For each record that follows, write out an identical copy.

[Saved entries]
-*-

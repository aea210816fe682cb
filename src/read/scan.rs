use crate::read;

use aws_sdk_dynamodb::{Client, error, operation};

/// Request-level form of [`Scan`].
#[derive(Clone, Debug, Default, PartialEq)]
pub struct ScanInput {
    /// Table, limit and projection.
    pub multiple_read_input: read::common::MultipleReadInput,
}

/// Reads every item of a table, up to the limit.
#[derive(Clone, Debug, Default, PartialEq)]
pub struct Scan {
    /// Table, limit and projection.
    pub multiple_read_args: read::common::MultipleReadArgs,
}

impl From<Scan> for ScanInput {
    fn from(scan: Scan) -> Self {
        Self {
            multiple_read_input: scan.multiple_read_args.into(),
        }
    }
}

impl ScanInput {
    /// Execute the Scan operation, following pages up to the limit.
    #[cfg_attr(
        feature = "tracing",
        tracing::instrument(
            name = "dynamodb_data_api.scan",
            skip_all,
            fields(table_name = %self.multiple_read_input.table_name),
            err
        )
    )]
    pub async fn send(
        self,
        client: &Client,
    ) -> Result<read::common::ReadOutput, error::SdkError<operation::scan::ScanError>> {
        let limit = self.multiple_read_input.limit;
        let mut paginator = crate::apply_multiple_read_input!(client.scan(), self.multiple_read_input)
            .into_paginator()
            .send();
        crate::get_paginated_output!(paginator, limit)
    }
}
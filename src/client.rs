//! The caller-facing data API.
//!
//! [`DataApi`] ties the pieces together: it resolves table schemas through its
//! own [`SchemaCache`](schema::SchemaCache), compiles filters into key
//! conditions, builds the request types of [`read`], [`write`] and [`table`],
//! runs them against a [`TableStore`](store::TableStore) under the configured
//! retry policy and deadline, and shapes the responses with [`result`].

use crate::{common, config, error, filter, read, result, retry, schema, store, table, write};

use aws_sdk_dynamodb::{Client, types};
use serde::{Serialize, de::DeserializeOwned};
use serde_dynamo::to_item;
use std::{future, sync, time};
use store::TableStore;

/// Order of query results along the range key.
#[derive(Clone, Copy, Debug, Eq, PartialEq)]
pub enum SortOrder {
    /// Smallest range key first.
    Ascending,
    /// Largest range key first.
    Descending,
}

impl SortOrder {
    fn scan_index_forward(self) -> bool {
        self == Self::Ascending
    }
}

/// Optional settings of [`DataApi::query`].
#[derive(Clone, Debug, Default, Eq, PartialEq)]
pub struct QueryOptions {
    /// Maximum number of items to return.
    pub limit: Option<i32>,
    /// Result order; the store default (ascending) when unset.
    pub sort: Option<SortOrder>,
    /// Comma separated attributes to return, e.g. `"name,team"`.
    pub selection: Option<String>,
}

/// Optional settings of [`DataApi::scan`].
#[derive(Clone, Debug, Default, Eq, PartialEq)]
pub struct ScanOptions {
    /// Maximum number of items to return; the configured scan limit when unset.
    pub limit: Option<i32>,
    /// Comma separated attributes to return.
    pub selection: Option<String>,
}

fn parse_selection(
    selection: Option<&str>,
) -> error::Result<Option<common::selection::SelectionMap>> {
    selection.map(str::parse).transpose()
}

fn write_args(
    table_name: &str,
    return_values: Option<types::ReturnValue>,
) -> write::common::WriteArgs {
    write::common::WriteArgs {
        return_values,
        table_name: table_name.to_string(),
    }
}

/// Async DynamoDB data API.
///
/// Cloning is cheap: clones share the store and the schema cache.
///
/// ```rust,no_run
/// use dynamodb_data_api::{DataApi, Filter, QueryOptions, config::DataApiConfig};
/// use serde::{Deserialize, Serialize};
///
/// #[derive(Deserialize, Serialize)]
/// struct Event {
///     name: String,
///     date: String,
/// }
///
/// # async fn example() -> dynamodb_data_api::Result<()> {
/// let api = DataApi::connect(DataApiConfig::default()).await;
/// api.insert("events", &Event { name: "launch".to_string(), date: "1000".to_string() })
///     .await?;
/// let events: Vec<Event> = api
///     .query("events", Filter::new().equals("name", "launch"), QueryOptions::default())
///     .await?;
/// # Ok(())
/// # }
/// ```
#[derive(Debug)]
pub struct DataApi<S = Client> {
    store: sync::Arc<S>,
    schemas: sync::Arc<schema::SchemaCache>,
    config: config::DataApiConfig,
}

impl<S> Clone for DataApi<S> {
    fn clone(&self) -> Self {
        Self {
            store: sync::Arc::clone(&self.store),
            schemas: sync::Arc::clone(&self.schemas),
            config: self.config.clone(),
        }
    }
}

impl DataApi<Client> {
    /// Build an SDK client from `config` and wrap it.
    pub async fn connect(config: config::DataApiConfig) -> Self {
        let client = config.load_client().await;
        Self::with_config(client, config)
    }
}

-*-

§ RESPONSE TO THIS TASK
repository aea210816fe682cb
filename src/read/scan.rs
use crate::read;

use aws_sdk_dynamodb::{Client, error, operation};

/// Request-level form of [`Scan`].
#[derive(Clone, Debug, Default, PartialEq)]
pub struct ScanInput {
    /// Table, limit and projection.
    pub multiple_read_input: read::common::MultipleReadInput,
}

/// Reads every item of a table, up to the limit.
#[derive(Clone, Debug, Default, PartialEq)]
pub struct Scan {
    /// Table, limit and projection.
    pub multiple_read_args: read::common::MultipleReadArgs,
}

impl From<Scan> for ScanInput {
    fn from(scan: Scan) -> Self {
        Self {
            multiple_read_input: scan.multiple_read_args.into(),
        }
    }
}

impl ScanInput {
    /// Execute the Scan operation, following pages up to the limit.
    #[cfg_attr(
        feature = "tracing",
        tracing::instrument(
            name = "dynamodb_data_api.scan",
            skip_all,
            fields(table_name = %self.multiple_read_input.table_name),
            err
        )
    )]
    pub async fn send(
        self,
        client: &Client,
    ) -> Result<read::common::ReadOutput, error::SdkError<operation::scan::ScanError>> {
        let limit = self.multiple_read_input.limit;
        let mut paginator = crate::apply_multiple_read_input!(client.scan(), self.multiple_read_input)
            .into_paginator()
            .send();
        crate::get_paginated_output!(paginator, limit)
    }
}
filename src/client.rs
//! The caller-facing data API.
//!
//! [`DataApi`] ties the pieces together: it resolves table schemas through its
//! own [`SchemaCache`](schema::SchemaCache), compiles filters into key
//! conditions, builds the request types of [`read`], [`write`] and [`table`],
//! runs them against a [`TableStore`](store::TableStore) under the configured
//! retry policy and deadline, and shapes the responses with [`result`].

use crate::{common, config, error, filter, read, result, retry, schema, store, table, write};

use aws_sdk_dynamodb::{Client, types};
use serde::{Serialize, de::DeserializeOwned};
use serde_dynamo::to_item;
use std::{future, sync, time};
use store::TableStore;

/// Order of query results along the range key.
#[derive(Clone, Copy, Debug, Eq, PartialEq)]
pub enum SortOrder {
    /// Smallest range key first.
    Ascending,
    /// Largest range key first.
    Descending,
}

impl SortOrder {
    fn scan_index_forward(self) -> bool {
        self == Self::Ascending
    }
}

/// Optional settings of [`DataApi::query`].
#[derive(Clone, Debug, Default, Eq, PartialEq)]
pub struct QueryOptions {
    /// Maximum number of items to return.
    pub limit: Option<i32>,
    /// Result order; the store default (ascending) when unset.
    pub sort: Option<SortOrder>,
    /// Comma separated attributes to return, e.g. `"name,team"`.
    pub selection: Option<String>,
}

/// Optional settings of [`DataApi::scan`].
#[derive(Clone, Debug, Default, Eq, PartialEq)]
pub struct ScanOptions {
    /// Maximum number of items to return; the configured scan limit when unset.
    pub limit: Option<i32>,
    /// Comma separated attributes to return.
    pub selection: Option<String>,
}

fn parse_selection(
    selection: Option<&str>,
) -> error::Result<Option<common::selection::SelectionMap>> {
    selection.map(str::parse).transpose()
}

fn write_args(
    table_name: &str,
    return_values: Option<types::ReturnValue>,
) -> write::common::WriteArgs {
    write::common::WriteArgs {
        return_values,
        table_name: table_name.to_string(),
    }
}

/// Async DynamoDB data API.
///
/// Cloning is cheap: clones share the store and the schema cache.
///
/// ```rust,no_run
/// use dynamodb_data_api::{DataApi, Filter, QueryOptions, config::DataApiConfig};
/// use serde::{Deserialize, Serialize};
///
/// #[derive(Deserialize, Serialize)]
/// struct Event {
///     name: String,
///     date: String,
/// }
///
/// # async fn example() -> dynamodb_data_api::Result<()> {
/// let api = DataApi::connect(DataApiConfig::default()).await;
/// api.insert("events", &Event { name: "launch".to_string(), date: "1000".to_string() })
///     .await?;
/// let events: Vec<Event> = api
///     .query("events", Filter::new().equals("name", "launch"), QueryOptions::default())
///     .await?;
/// # Ok(())
/// # }
/// ```
#[derive(Debug)]
pub struct DataApi<S = Client> {
    store: sync::Arc<S>,
    schemas: sync::Arc<schema::SchemaCache>,
    config: config::DataApiConfig,
}

impl<S> Clone for DataApi<S> {
    fn clone(&self) -> Self {
        Self {
            store: sync::Arc::clone(&self.store),
            schemas: sync::Arc::clone(&self.schemas),
            config: self.config.clone(),
        }
    }
}

impl DataApi<Client> {
    /// Build an SDK client from `config` and wrap it.
    pub async fn connect(config: config::DataApiConfig) -> Self {
        let client = config.load_client().await;
        Self::with_config(client, config)
    }
}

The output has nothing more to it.